Let's Step Up Climate Action
By this time next week, chances are that Amy Coney Barrett will have become the 115th justice to be confirmed to the United States Supreme Court. Which means that by next week, at least one of the court’s nine seats will be held by someone who describes climate change as “a very contentious matter of public debate.” To put it mildly: Yikes!
A quick recap, in case you missed it: During last week’s confirmation hearings, several senators grilled Barrett about her take on the climate crisis. At various points, she responded that she was “not a scientist,” that she didn’t have “strong views on it,” and that she would not “express a view on a matter of public policy, especially one that is politically controversial.” In one particularly jarring interaction with Senator and Democratic Vice Presidential Nominee Kamala Harris (D-CA), she refused to say that she accepted the science of climate change — after affirming that she agreed with other well-established scientific findings: that the novel coronavirus is infectious and that smoking causes cancer.

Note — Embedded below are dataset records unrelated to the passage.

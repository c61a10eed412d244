//! Property tests over generated bundles.

use crate::common::{item, list, TestBundle};
use kinesnap::prelude::*;
use proptest::prelude::*;

fn name_strategy() -> impl Strategy<Value = String> {
    "[a-z][a-z0-9-]{0,20}"
}

proptest! {
    #![proptest_config(ProptestConfig::with_cases(24))]

    #[test]
    fn one_record_per_item(names in prop::collection::btree_set(name_strategy(), 0..12)) {
        let bundle = TestBundle::new();
        let items: Vec<String> = names
            .iter()
            .map(|n| item("v1", "ConfigMap", n, Some("default")))
            .collect();
        bundle.write("configmaps.yaml", &list(&items));

        let (records, report) = Bundle::open(bundle.root())
            .unwrap()
            .records(TranslateOptions::default())
            .unwrap();
        prop_assert_eq!(records.len(), names.len());
        prop_assert_eq!(report.records_written, names.len());

        for pair in records.windows(2) {
            prop_assert!(pair[0].id < pair[1].id);
        }
        for record in &records {
            prop_assert!(record.create_revision > record.id);
            prop_assert!(record.prev_revision > record.id);
            prop_assert_eq!(&record.value, &record.old_value);
            prop_assert!(record.key.as_str().starts_with("/registry/configmaps/default/"));
        }
    }

    #[test]
    fn identities_never_overlap(
        start in 1i64..1_000_000_000,
        stride in 3i64..16,
        count in 1usize..10,
    ) {
        let bundle = TestBundle::new();
        let items: Vec<String> = (0..count)
            .map(|i| item("v1", "Pod", &format!("pod-{}", i), Some("default")))
            .collect();
        bundle.write("pods.yaml", &list(&items));

        let (records, report) = Bundle::open(bundle.root())
            .unwrap()
            .records(TranslateOptions::default().start_revision(start).stride(stride))
            .unwrap();

        let mut used: Vec<i64> = records
            .iter()
            .flat_map(|r| [r.id, r.create_revision, r.prev_revision])
            .collect();
        let total = used.len();
        used.sort_unstable();
        used.dedup();
        prop_assert_eq!(used.len(), total);
        prop_assert_eq!(records[0].id, start);
        prop_assert_eq!(report.next_revision, start + stride * count as i64);
    }
}
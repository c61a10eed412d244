//! Artifact manifest
//!
//! Written next to the artifact as `<artifact>.manifest.json` once the
//! artifact is complete:
//!
//! ```json
//! {
//!   "format_version": 1,
//!   "record_count": 2,
//!   "first_id": 100000000,
//!   "last_id": 100000004,
//!   "checksum": "9f0c...",
//!   "created_at": "2026-01-01T00:00:00+00:00"
//! }
//! ```

use crate::error::{DurabilityError, DurabilityResult};
use kinesnap_core::Revision;
use serde::{Deserialize, Serialize};
use std::path::{Path, PathBuf};

/// Current manifest format version
pub const ARTIFACT_FORMAT_VERSION: u32 = 1;

/// Summary of a finished artifact
#[derive(Debug, Clone, PartialEq, Eq, Serialize, Deserialize)]
pub struct ArtifactManifest {
    /// Manifest format version
    pub format_version: u32,
    /// Number of statements in the artifact
    pub record_count: u64,
    /// Id of the first record
    pub first_id: Option<Revision>,
    /// Id of the last record
    pub last_id: Option<Revision>,
    /// xxh3 of the artifact bytes, lowercase hex
    pub checksum: String,
    /// When the artifact was finished (RFC 3339)
    pub created_at: String,
}

impl ArtifactManifest {
    /// Write as pretty JSON
    pub fn write(&self, path: &Path) -> DurabilityResult<()> {
        let json = serde_json::to_vec_pretty(self)?;
        std::fs::write(path, json).map_err(|e| DurabilityError::io(path, e))
    }

    /// Read and check the format version
    pub fn read(path: &Path) -> DurabilityResult<Self> {
        let data = std::fs::read(path).map_err(|e| DurabilityError::io(path, e))?;
        let manifest: ArtifactManifest = serde_json::from_slice(&data)?;
        if manifest.format_version != ARTIFACT_FORMAT_VERSION {
            return Err(DurabilityError::UnsupportedVersion {
                version: manifest.format_version,
            });
        }
        Ok(manifest)
    }
}

/// Manifest location for an artifact
pub fn manifest_path(artifact: &Path) -> PathBuf {
    let mut name = artifact
        .file_name()
        .map(|n| n.to_os_string())
        .unwrap_or_default();
    name.push(".manifest.json");
    artifact.with_file_name(name)
}

/// xxh3-64 of `data` as 16 lowercase hex digits
pub fn xxh3_hex(data: &[u8]) -> String {
    format!("{:016x}", xxhash_rust::xxh3::xxh3_64(data))
}

#[cfg(test)]
mod tests {
    use super::*;
    use tempfile::TempDir;

    #[test]
    fn test_manifest_path() {
        assert_eq!(
            manifest_path(Path::new("/b/.kinesnap/snapshot.sql")),
            PathBuf::from("/b/.kinesnap/snapshot.sql.manifest.json")
        );
    }

    #[test]
    fn test_xxh3_hex_is_stable() {
        let a = xxh3_hex(b"hello");
        assert_eq!(a.len(), 16);
        assert_eq!(a, xxh3_hex(b"hello"));
        assert_ne!(a, xxh3_hex(b"hello!"));
    }

    #[test]
    fn test_unsupported_version_rejected() {
        let temp_dir = TempDir::new().unwrap();
        let path = temp_dir.path().join("m.json");
        let manifest = ArtifactManifest {
            format_version: 99,
            record_count: 0,
            first_id: None,
            last_id: None,
            checksum: xxh3_hex(b""),
            created_at: "2026-01-01T00:00:00+00:00".to_string(),
        };
        manifest.write(&path).unwrap();
        assert!(matches!(
            ArtifactManifest::read(&path),
            Err(DurabilityError::UnsupportedVersion { version: 99 })
        ));
    }
}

As I watched the hearings unfold, her non-answers landed like punches to the gut.
I couldn’t help thinking about what her confirmation could mean to the growing number of climate cases making their way through the US legal system. If Barrett’s legal philosophy is any indication, the landmark Supreme Court climate case Massachusetts vs. US EPA — which affirmed that states can sue the federal government over its failure to act on climate change (and also established that greenhouse gases could be regulated under the Clean Air Act) — could very well be in jeopardy. Should that case be overturned, it would endanger dozens of state-led climate lawsuits; cases that have often felt to me like bright spots amid the stream of bleak climate news.
Only time will tell how Barrett’s views — legal and otherwise — will impact rulings. As we wait to find out, I take heart in the knowledge that, no matter who sits on the nation’s highest court, cities, and states, and climate warriors are sure to keep up the good fight, both in and out of the courtroom.